In the second embodiment of the invention, the periphery of
the collar 5 is preferably bonded with adhesive or heat-sealed to
the hole 60 provided through the second bag 20, the connection
means 3 thus closing off in leaktight manner the second bag 20,
i.e. the surface casing 40 of the intra-gastric balloon 1. The
two-bag configuration shown in Figure 2 is preferred to the one-
bag configuration shown in Figure 1 because it makes it possible
to obtain an intra-gastric balloon 1 that has strength and
leaktightness that are higher than those of single-bag balloons,
while remaining compact in the collapsed state, in particular by
means of the small thickness of the inner bag.
The connection member 11 advantageously comprises a catheter
12 serving to provide fluid connection between the intra-gastric
balloon 1 and the inflation fluid source and designed to be
connected to the intra-gastric balloon 1 by means of an end-piece
13 inserted into a recess 14 provided in the connection means 3.

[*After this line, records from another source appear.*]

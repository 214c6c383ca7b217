//! Shutdown coordination for background tasks.

use std::sync::atomic::{AtomicBool, Ordering};

use tokio::sync::broadcast;

/// Coordinator for graceful shutdown.
///
/// Long-running tasks (health monitors) subscribe and exit on the signal.
#[derive(Debug)]
pub struct Shutdown {
    tx: broadcast::Sender<()>,
    triggered: AtomicBool,
}

impl Shutdown {
    pub fn new() -> Self {
        let (tx, _) = broadcast::channel(1);
        Self {
            tx,
            triggered: AtomicBool::new(false),
        }
    }

    pub fn subscribe(&self) -> broadcast::Receiver<()> {
        self.tx.subscribe()
    }

    /// Signal every subscriber. Later calls are no-ops.
    pub fn trigger(&self) {
        if self.triggered.swap(true, Ordering::AcqRel) {
            return;
        }
        tracing::info!(subscribers = self.tx.receiver_count(), "Shutdown triggered");
        let _ = self.tx.send(());
    }

    pub fn is_triggered(&self) -> bool {
        self.triggered.load(Ordering::Acquire)
    }

    /// Number of tasks still listening.
    pub fn receiver_count(&self) -> usize {
        self.tx.receiver_count()
    }
}

impl Default for Shutdown {
    fn default() -> Self {
        Self::new()
    }
}

#[cfg(test)]
mod tests {
    use super::*;

    #[tokio::test]
    async fn test_trigger_reaches_subscribers_once() {
        let shutdown = Shutdown::new();
        let mut a = shutdown.subscribe();
        let mut b = shutdown.subscribe();
        assert_eq!(shutdown.receiver_count(), 2);

        shutdown.trigger();
        shutdown.trigger();
        assert!(shutdown.is_triggered());
        assert!(a.recv().await.is_ok());
        assert!(b.recv().await.is_ok());
        assert!(a.try_recv().is_err());
    }
}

The connection member 11 further comprises an inflation needle 15
that is preferably formed by a hollow needle having one of its
ends 15A secured to the end-piece 13 and its other end 15B, which
is preferably atraumatic, situated inside the internal volume 2A.
As shown in Figure 1, the inflation needle is inserted through
the connection means 3 along a perforation axis Z-Z'.
In accordance with the invention, the connection means 3
include a chamber 16 designed and advantageously disposed to be
transpierced by the connection member 11, and more precisely by
the inflation needle 15 with a view to injecting inflation fluid
into the bag 2, said chamber 16 containing a sealing fluid that
is sufficiently viscous and/or thick to make the connection means
3 leaktight once the connection member 11 has been removed.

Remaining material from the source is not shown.